Figure 3.

circFOXM1 Promotes Cell Proliferation of PTC In Vitro

(A) qRT-PCR for the abundance of circFOXM1 and FOXM1 in TPC-1 cells treated with actinomycin D at the indicated time point. The error bars represent SD (n = 3). (B) qRT-PCR for the expression of circFOXM1 and FOXM1 mRNA in TPC-1 cells treated with or without RNase R. The results indicated that circFOXM1 was resistant to RNase R digestion. (C) Levels of circFOXM1 in the nuclear and cytoplasmic fractions of TPC-1 cells. The results showed that circFOXM1 was predominantly localized in the cytoplasm.

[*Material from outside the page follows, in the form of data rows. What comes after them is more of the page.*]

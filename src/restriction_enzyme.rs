use crate::{
    dna_sequence::{Strand, Topology},
    error::CloningError,
    iupac_code::reverse_complement,
};
use serde::{Deserialize, Serialize};
use std::collections::BTreeSet;

#[derive(Clone, Copy, Debug, PartialEq, Eq, Hash, Serialize, Deserialize)]
pub enum OverhangType {
    #[serde(rename = "blunt")]
    Blunt,
    #[serde(rename = "5'")]
    FivePrime,
    #[serde(rename = "3'")]
    ThreePrime,
}

/// One catalog entry. Construct through [`RestrictionEnzyme::new`] or by
/// deserializing, both of which validate the entry.
#[derive(Clone, Debug, PartialEq, Serialize, Deserialize)]
#[serde(try_from = "RestrictionEnzymeEntry")]
pub struct RestrictionEnzyme {
    pub name: String,
    pub recognition_seq: String,
    /// Top-strand cut for a forward match, relative to the recognition start.
    pub cut_pos5: isize,
    /// Top-strand cut for a reverse-strand match, relative to the start of the
    /// matched reverse complement. Equal to `cut_pos5` for palindromic sites;
    /// for BsaI (GGTCTC N1/N5) it is -5.
    pub cut_pos3: isize,
    pub overhang_type: OverhangType,
    pub overhang_seq: String,
    pub buffers: BTreeSet<String>,
    pub star_activity: bool,
    pub methylation_sensitive: bool,
    pub heat_inactivation: Option<u16>,
    #[serde(skip_serializing)]
    is_palindromic: bool,
}

/// Catalog JSON as written by hand; every numeric or overhang field may be
/// missing, and a missing one is reported by name.
#[derive(Clone, Debug, Deserialize)]
pub(crate) struct RestrictionEnzymeEntry {
    name: String,
    recognition_seq: Option<String>,
    cut_pos5: Option<isize>,
    cut_pos3: Option<isize>,
    overhang_type: Option<OverhangType>,
    overhang_seq: Option<String>,
    #[serde(default)]
    buffers: BTreeSet<String>,
    #[serde(default)]
    star_activity: bool,
    #[serde(default)]
    methylation_sensitive: bool,
    #[serde(default)]
    heat_inactivation: Option<u16>,
}

impl TryFrom<RestrictionEnzymeEntry> for RestrictionEnzyme {
    type Error = CloningError;

    fn try_from(entry: RestrictionEnzymeEntry) -> Result<Self, Self::Error> {
        let name = entry.name;
        let missing = |field: &str| CloningError::malformed(&name, format!("missing {field}"));
        let sequence = entry.recognition_seq.ok_or_else(|| missing("recognition_seq"))?;
        let cut_pos5 = entry.cut_pos5.ok_or_else(|| missing("cut_pos5"))?;
        let cut_pos3 = entry.cut_pos3.ok_or_else(|| missing("cut_pos3"))?;
        let overhang_type = entry.overhang_type.ok_or_else(|| missing("overhang_type"))?;
        let overhang_seq = entry.overhang_seq.unwrap_or_default();
        let mut ret = RestrictionEnzyme::new(
            &name,
            &sequence,
            cut_pos5,
            cut_pos3,
            overhang_type,
            &overhang_seq,
        )?;
        ret.buffers = entry.buffers;
        ret.star_activity = entry.star_activity;
        ret.methylation_sensitive = entry.methylation_sensitive;
        ret.heat_inactivation = entry.heat_inactivation;
        Ok(ret)
    }
}

#[derive(Clone, Debug, PartialEq, Eq, Serialize, Deserialize)]
pub struct RestrictionSite {
    pub enzyme: String,
    pub strand: Strand,
    pub recognition_start: usize,
    /// Exclusive, and not reduced modulo the length: on a circular sequence a
    /// site running over the origin ends past `length`.
    pub recognition_end: usize,
    /// Cut coordinate in `[0, length)`.
    pub position: usize,
    /// Top-strand bases between the two strand cuts, read from the sequence.
    /// `None` for blunt cutters, and on linear sequences when the overhang
    /// would run off an end.
    #[serde(default)]
    pub overhang_seq: Option<String>,
}

impl RestrictionEnzyme {
    pub fn new(
        name: &str,
        sequence: &str,
        cut_pos5: isize,
        cut_pos3: isize,
        overhang_type: OverhangType,
        overhang_seq: &str,
    ) -> Result<Self, CloningError> {
        if name.trim().is_empty() {
            return Err(CloningError::malformed(name, "empty name"));
        }
        let sequence = sequence.trim().to_ascii_uppercase();
        if sequence.is_empty() {
            return Err(CloningError::malformed(name, "empty recognition sequence"));
        }
        if let Some(c) = sequence.bytes().find(|c| !matches!(c, b'A' | b'C' | b'G' | b'T')) {
            return Err(CloningError::malformed(
                name,
                format!("recognition sequence contains '{}'", c as char),
            ));
        }
        let overhang_seq = overhang_seq.trim().to_ascii_uppercase();
        match overhang_type {
            OverhangType::Blunt if !overhang_seq.is_empty() => {
                return Err(CloningError::malformed(
                    name,
                    "blunt cutter with an overhang sequence",
                ));
            }
            OverhangType::FivePrime | OverhangType::ThreePrime if overhang_seq.is_empty() => {
                return Err(CloningError::malformed(
                    name,
                    "sticky cutter without an overhang sequence",
                ));
            }
            _ => {}
        }
        let mut ret = Self {
            name: name.to_string(),
            recognition_seq: sequence,
            cut_pos5,
            cut_pos3,
            overhang_type,
            overhang_seq,
            buffers: BTreeSet::new(),
            star_activity: false,
            methylation_sensitive: false,
            heat_inactivation: None,
            is_palindromic: false,
        };
        ret.check_palindromic();
        Ok(ret)
    }

    pub fn with_buffers(mut self, buffers: &[&str]) -> Self {
        self.buffers = buffers.iter().map(|b| b.to_string()).collect();
        self
    }

    pub fn with_star_activity(mut self, star_activity: bool) -> Self {
        self.star_activity = star_activity;
        self
    }

    pub fn with_methylation_sensitivity(mut self, sensitive: bool) -> Self {
        self.methylation_sensitive = sensitive;
        self
    }

    pub fn with_heat_inactivation(mut self, celsius: Option<u16>) -> Self {
        self.heat_inactivation = celsius;
        self
    }

    fn check_palindromic(&mut self) {
        self.is_palindromic = self.recognition_seq == self.get_sequence_rc();
    }

    pub fn is_palindromic(&self) -> bool {
        self.is_palindromic
    }

    pub fn get_sequence_rc(&self) -> String {
        reverse_complement(&self.recognition_seq)
    }

    pub fn recognition_len(&self) -> usize {
        self.recognition_seq.len()
    }

    /// Cut coordinate for a match starting at `recognition_start`, before any
    /// wrapping or bounds check.
    fn raw_cut(&self, recognition_start: usize, strand: Strand) -> isize {
        let offset = match strand {
            Strand::Forward => self.cut_pos5,
            Strand::Reverse => self.cut_pos3,
        };
        recognition_start as isize + offset
    }

    /// The bases between the top-strand cut at `raw_cut` and the bottom-strand
    /// cut. A 5' overhang lies right of the top-strand cut and a 3' overhang
    /// left of it, whichever strand the recognition site is on.
    fn overhang_at(&self, sequence: &[u8], raw_cut: isize, topology: Topology) -> Option<String> {
        let len = self.overhang_seq.len() as isize;
        let from = match self.overhang_type {
            OverhangType::Blunt => return None,
            OverhangType::FivePrime => raw_cut,
            OverhangType::ThreePrime => raw_cut - len,
        };
        let seq_len = sequence.len() as isize;
        let bases: Option<Vec<u8>> = (from..from + len)
            .map(|i| match topology {
                Topology::Circular if seq_len > 0 => Some(sequence[i.rem_euclid(seq_len) as usize]),
                Topology::Circular => None,
                Topology::Linear if i >= 0 && i < seq_len => Some(sequence[i as usize]),
                Topology::Linear => None,
            })
            .collect();
        bases.map(|b| String::from_utf8_lossy(&b).into_owned())
    }

    /// Sites of this enzyme in `haystack`, a search buffer whose first
    /// `seq_len` bytes are the sequence itself. For circular sequences the
    /// buffer carries a copy of the sequence head so that sites spanning the
    /// origin are seen once.
    pub fn get_sites(
        &self,
        haystack: &[u8],
        seq_len: usize,
        topology: Topology,
    ) -> Vec<RestrictionSite> {
        let forward = self.recognition_seq.as_bytes();
        let mut ret = self.scan(haystack, seq_len, topology, forward, Strand::Forward);
        if !self.is_palindromic {
            let rc = self.get_sequence_rc();
            ret.extend(self.scan(haystack, seq_len, topology, rc.as_bytes(), Strand::Reverse));
            ret.sort_by_key(|site| (site.recognition_start, site.strand == Strand::Reverse));
        }
        ret
    }

    fn scan(
        &self,
        haystack: &[u8],
        seq_len: usize,
        topology: Topology,
        pattern: &[u8],
        strand: Strand,
    ) -> Vec<RestrictionSite> {
        if pattern.is_empty() || haystack.len() < pattern.len() || seq_len == 0 {
            return vec![];
        }
        haystack
            .windows(pattern.len())
            .enumerate()
            .take_while(|(start, _)| *start < seq_len)
            .filter(|(_, window)| *window == pattern)
            .filter_map(|(start, _)| {
                let raw = self.raw_cut(start, strand);
                let position = match topology {
                    Topology::Circular => raw.rem_euclid(seq_len as isize) as usize,
                    Topology::Linear if raw > 0 && raw < seq_len as isize => raw as usize,
                    Topology::Linear => {
                        log::debug!(
                            "{}: cut at {raw} outside linear {seq_len} bp sequence, ignored",
                            self.name
                        );
                        return None;
                    }
                };
                let sequence = &haystack[..seq_len.min(haystack.len())];
                Some(RestrictionSite {
                    enzyme: self.name.to_owned(),
                    strand,
                    recognition_start: start,
                    recognition_end: start + pattern.len(),
                    position,
                    overhang_seq: self.overhang_at(sequence, raw, topology),
                })
            })
            .collect()
    }
}

#[cfg(test)]
mod tests {
    use super::*;

    fn ecori() -> RestrictionEnzyme {
        RestrictionEnzyme::new("EcoRI", "GAATTC", 1, 1, OverhangType::FivePrime, "AATT").unwrap()
    }

    fn bsai() -> RestrictionEnzyme {
        RestrictionEnzyme::new("BsaI", "GGTCTC", 7, -5, OverhangType::FivePrime, "NNNN").unwrap()
    }

    #[test]
    fn test_restriction_enzyme() {
        let re = ecori();
        assert!(re.is_palindromic());
        let sites = re.get_sites(b"GAATTC", 6, Topology::Linear);
        assert_eq!(sites.len(), 1);
        assert_eq!(sites[0].recognition_start, 0);
        assert_eq!(sites[0].position, 1);
        assert_eq!(sites[0].strand, Strand::Forward);
    }

    #[test]
    fn test_restriction_enzyme_sites() {
        let re = ecori();
        let sites = re.get_sites(b"GAATTCGAATTC", 12, Topology::Linear);
        assert_eq!(sites.len(), 2);
        assert_eq!(sites[0].recognition_start, 0);
        assert_eq!(sites[1].recognition_start, 6);
        assert_eq!(sites[1].recognition_end, 12);
        assert_eq!(sites[1].position, 7);
    }

    #[test]
    fn test_non_palindromic_reverse_strand() {
        let re = bsai();
        assert!(!re.is_palindromic());
        assert_eq!(re.get_sequence_rc(), "GAGACC");
        let seq = b"AAAAAAAGGTCTCAAAAAAAAAGAGACCAAAAAAA";
        let sites = re.get_sites(seq, seq.len(), Topology::Linear);
        assert_eq!(sites.len(), 2);
        assert_eq!(sites[0].strand, Strand::Forward);
        assert_eq!(sites[0].recognition_start, 7);
        assert_eq!(sites[0].position, 14);
        assert_eq!(sites[1].strand, Strand::Reverse);
        assert_eq!(sites[1].recognition_start, 22);
        assert_eq!(sites[1].position, 17);
    }

    #[test]
    fn test_site_overhang_read_from_sequence() {
        let sites = ecori().get_sites(b"CCGAATTCCC", 10, Topology::Linear);
        assert_eq!(sites[0].overhang_seq.as_deref(), Some("AATT"));

        let seq = b"TTGGTCTCAAAAAGGGGGGGGCCCCAGAGACCTT";
        let sites = bsai().get_sites(seq, seq.len(), Topology::Linear);
        assert_eq!(sites.len(), 2);
        assert_eq!((sites[0].position, sites[0].overhang_seq.as_deref()), (9, Some("AAAA")));
        assert_eq!((sites[1].position, sites[1].overhang_seq.as_deref()), (21, Some("CCCC")));

        let pst =
            RestrictionEnzyme::new("PstI", "CTGCAG", 5, 5, OverhangType::ThreePrime, "TGCA").unwrap();
        let sites = pst.get_sites(b"AACTGCAGAA", 10, Topology::Linear);
        assert_eq!((sites[0].position, sites[0].overhang_seq.as_deref()), (7, Some("TGCA")));

        let smai = RestrictionEnzyme::new("SmaI", "CCCGGG", 3, 3, OverhangType::Blunt, "").unwrap();
        assert_eq!(smai.get_sites(b"ACCCGGGA", 8, Topology::Linear)[0].overhang_seq, None);
    }

    #[test]
    fn test_linear_cut_outside_sequence_dropped() {
        // BsaI forward site at the very end cuts 7 bases past its start.
        let seq = b"AAGGTCTC";
        assert!(bsai().get_sites(seq, seq.len(), Topology::Linear).is_empty());
        // On a ring the same cut wraps round.
        let sites = bsai().get_sites(seq, seq.len(), Topology::Circular);
        assert_eq!(sites.len(), 1);
        assert_eq!(sites[0].position, 1);
        assert_eq!(sites[0].overhang_seq.as_deref(), Some("AGGT"));
    }

    #[test]
    fn test_malformed_entries() {
        assert!(matches!(
            RestrictionEnzyme::new("X", "", 1, 1, OverhangType::Blunt, ""),
            Err(CloningError::MalformedEnzyme { .. })
        ));
        assert!(RestrictionEnzyme::new("X", "GANTC", 1, 1, OverhangType::Blunt, "").is_err());
        assert!(RestrictionEnzyme::new("X", "GATC", 2, 2, OverhangType::Blunt, "AT").is_err());
        assert!(RestrictionEnzyme::new("X", "GATC", 0, 4, OverhangType::FivePrime, "").is_err());
        assert!(RestrictionEnzyme::new("", "GATC", 0, 4, OverhangType::FivePrime, "GATC").is_err());
    }

    #[test]
    fn test_entry_missing_offsets() {
        let json = r#"{"name": "BrokenI", "recognition_seq": "GATC", "cut_pos3": 4, "overhang_type": "5'", "overhang_seq": "GATC"}"#;
        let err = serde_json::from_str::<RestrictionEnzyme>(json).unwrap_err();
        assert!(err.to_string().contains("missing cut_pos5"));
    }

    #[test]
    fn test_entry_serde() {
        let json = r#"{
            "name": "HindIII", "recognition_seq": "aagctt", "cut_pos5": 1, "cut_pos3": 1,
            "overhang_type": "5'", "overhang_seq": "AGCT",
            "buffers": ["NEBuffer 2.1"], "heat_inactivation": 80
        }"#;
        let re: RestrictionEnzyme = serde_json::from_str(json).unwrap();
        assert_eq!(re.recognition_seq, "AAGCTT");
        assert!(re.is_palindromic());
        assert_eq!(re.heat_inactivation, Some(80));
        assert!(!re.star_activity);
        let value = serde_json::to_value(&re).unwrap();
        assert_eq!(value["overhang_type"], "5'");
        assert!(value.get("is_palindromic").is_none());
    }
}
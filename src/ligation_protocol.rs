//! Reaction setup for a vector:insert ligation.

use crate::error::CloningError;
use serde::{Deserialize, Serialize};

/// Average mass of one base pair of double-stranded DNA, in Da.
pub const AVERAGE_BP_MASS: f64 = 650.0;
pub const LIGASE_VOLUME_UL: f64 = 1.0;
/// 10x buffer, so one tenth of the reaction.
pub const BUFFER_FRACTION: f64 = 0.1;

#[derive(Clone, Debug, PartialEq, Serialize, Deserialize)]
pub struct LigationParams {
    pub vector_amount_ng: f64,
    pub vector_length_bp: f64,
    pub insert_length_bp: f64,
    pub molar_ratio: f64,
    pub vector_concentration_ng_per_ul: f64,
    pub insert_concentration_ng_per_ul: f64,
    pub reaction_volume_ul: f64,
}

impl Default for LigationParams {
    fn default() -> Self {
        Self {
            vector_amount_ng: 50.0,
            vector_length_bp: 3000.0,
            insert_length_bp: 1000.0,
            molar_ratio: 3.0,
            vector_concentration_ng_per_ul: 50.0,
            insert_concentration_ng_per_ul: 50.0,
            reaction_volume_ul: 20.0,
        }
    }
}

impl LigationParams {
    fn validate(&self) -> Result<(), CloningError> {
        let fields = [
            ("vector_amount_ng", self.vector_amount_ng),
            ("vector_length_bp", self.vector_length_bp),
            ("insert_length_bp", self.insert_length_bp),
            ("molar_ratio", self.molar_ratio),
            ("vector_concentration_ng_per_ul", self.vector_concentration_ng_per_ul),
            ("insert_concentration_ng_per_ul", self.insert_concentration_ng_per_ul),
            ("reaction_volume_ul", self.reaction_volume_ul),
        ];
        match fields.iter().find(|(_, v)| !v.is_finite() || *v <= 0.0) {
            Some((name, v)) => Err(CloningError::InvalidParameter(format!(
                "{name} must be a positive number, got {v}"
            ))),
            None => Ok(()),
        }
    }
}

/// Amounts and pipetting volumes; volumes in µL, amounts in pmol or ng.
#[derive(Clone, Debug, PartialEq, Serialize, Deserialize)]
pub struct LigationProtocol {
    pub vector_pmol: f64,
    pub insert_pmol: f64,
    pub vector_amount_ng: f64,
    pub insert_amount_ng: f64,
    pub vector_volume_ul: f64,
    pub insert_volume_ul: f64,
    pub ligase_volume_ul: f64,
    pub buffer_volume_ul: f64,
    pub water_volume_ul: f64,
    pub reaction_volume_ul: f64,
}

impl LigationProtocol {
    pub fn compute(params: &LigationParams) -> Result<Self, CloningError> {
        params.validate()?;
        let vector_pmol =
            params.vector_amount_ng / (params.vector_length_bp * AVERAGE_BP_MASS) * 1000.0;
        let insert_pmol = vector_pmol * params.molar_ratio;
        let insert_amount_ng = insert_pmol * params.insert_length_bp * AVERAGE_BP_MASS / 1000.0;
        let vector_volume_ul = params.vector_amount_ng / params.vector_concentration_ng_per_ul;
        let insert_volume_ul = insert_amount_ng / params.insert_concentration_ng_per_ul;
        let buffer_volume_ul = params.reaction_volume_ul * BUFFER_FRACTION;
        let water_volume_ul = params.reaction_volume_ul
            - vector_volume_ul
            - insert_volume_ul
            - LIGASE_VOLUME_UL
            - buffer_volume_ul;
        if water_volume_ul < 0.0 {
            return Err(CloningError::Arithmetic(format!(
                "DNA, ligase and buffer need {:.2} µL, more than the {} µL reaction",
                params.reaction_volume_ul - water_volume_ul,
                params.reaction_volume_ul
            )));
        }
        log::debug!(
            "Ligation: {vector_pmol:.4} pmol vector, {insert_pmol:.4} pmol insert, \
             {water_volume_ul:.2} µL water"
        );
        Ok(Self {
            vector_pmol,
            insert_pmol,
            vector_amount_ng: params.vector_amount_ng,
            insert_amount_ng,
            vector_volume_ul,
            insert_volume_ul,
            ligase_volume_ul: LIGASE_VOLUME_UL,
            buffer_volume_ul,
            water_volume_ul,
            reaction_volume_ul: params.reaction_volume_ul,
        })
    }

    pub fn total_volume_ul(&self) -> f64 {
        self.vector_volume_ul
            + self.insert_volume_ul
            + self.ligase_volume_ul
            + self.buffer_volume_ul
            + self.water_volume_ul
    }
}
//! Turnstile Rule Book
//!
//! This example demonstrates state-guarded rules.
//!
//! Key concepts:
//! - `on_state` guards tested before the action pattern
//! - Whole-state replacement with `update`
//! - Unmatched actions leaving the state untouched
//!
//! Run with: cargo run --example turnstile

use rulebook::call;
use rulebook::dispatch::Handler;
use serde_json::json;

fn main() {
    println!("=== Turnstile Rule Book ===\n");

    let turnstile = Handler::build(|b| {
        b.on_state("LOCKED", "addToken", |m, _| {
            m.update(|_, _| json!("OPEN"));
        })
        .on_state("OPEN", "turnTurnstile", |m, _| {
            m.update(|_, _| json!("LOCKED"));
        })
        .init_state("LOCKED")
    })
    .unwrap();

    println!("Initial state: {}\n", turnstile.initial_state().unwrap());

    let actions = [
        call!["addToken"],
        call!["addToken"],
        call!["turnTurnstile"],
        call!["turnTurnstile"],
    ];

    let mut state = None;
    for action in &actions {
        let next = turnstile.run(state.take(), action).unwrap();
        println!("  {:<28} -> {}", serde_json::to_string(action).unwrap(), next);
        state = Some(next);
    }

    println!("\nA second token while OPEN and a second turn while LOCKED");
    println!("match no rule, so the state is returned unchanged.");

    println!("\n=== Example Complete ===");
}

Data are listed as mean ± SD of at least three independent experiments. **p < 0.01. (D) CCK8 assay showed that circFOXM1 knockdown significantly repressed cell proliferation of TPC-1 cells; **p < 0.01. (E) CCK8 assay showing that overexpression of circFOXM1 promoted the proliferation of K1 cells. (F) Colony-formation assay showed that the knockdown of circFOXM1 significantly restrained the proliferation of TPC-1 cells. (G) Colony-formation assay showed that the ectopic expression of circFOXM1 significantly promoted the proliferation of K1 cells. (H) The flow cytometry analysis showed that circFOXM1 knockdown led to an arrest in the G1 phase of TPC-1 cells; **p < 0.01. (I) The flow cytometry analysis showed that overexpression of circFOXM1 decreased the G0/G1-phase percentage of K1 cells; **p < 0.01.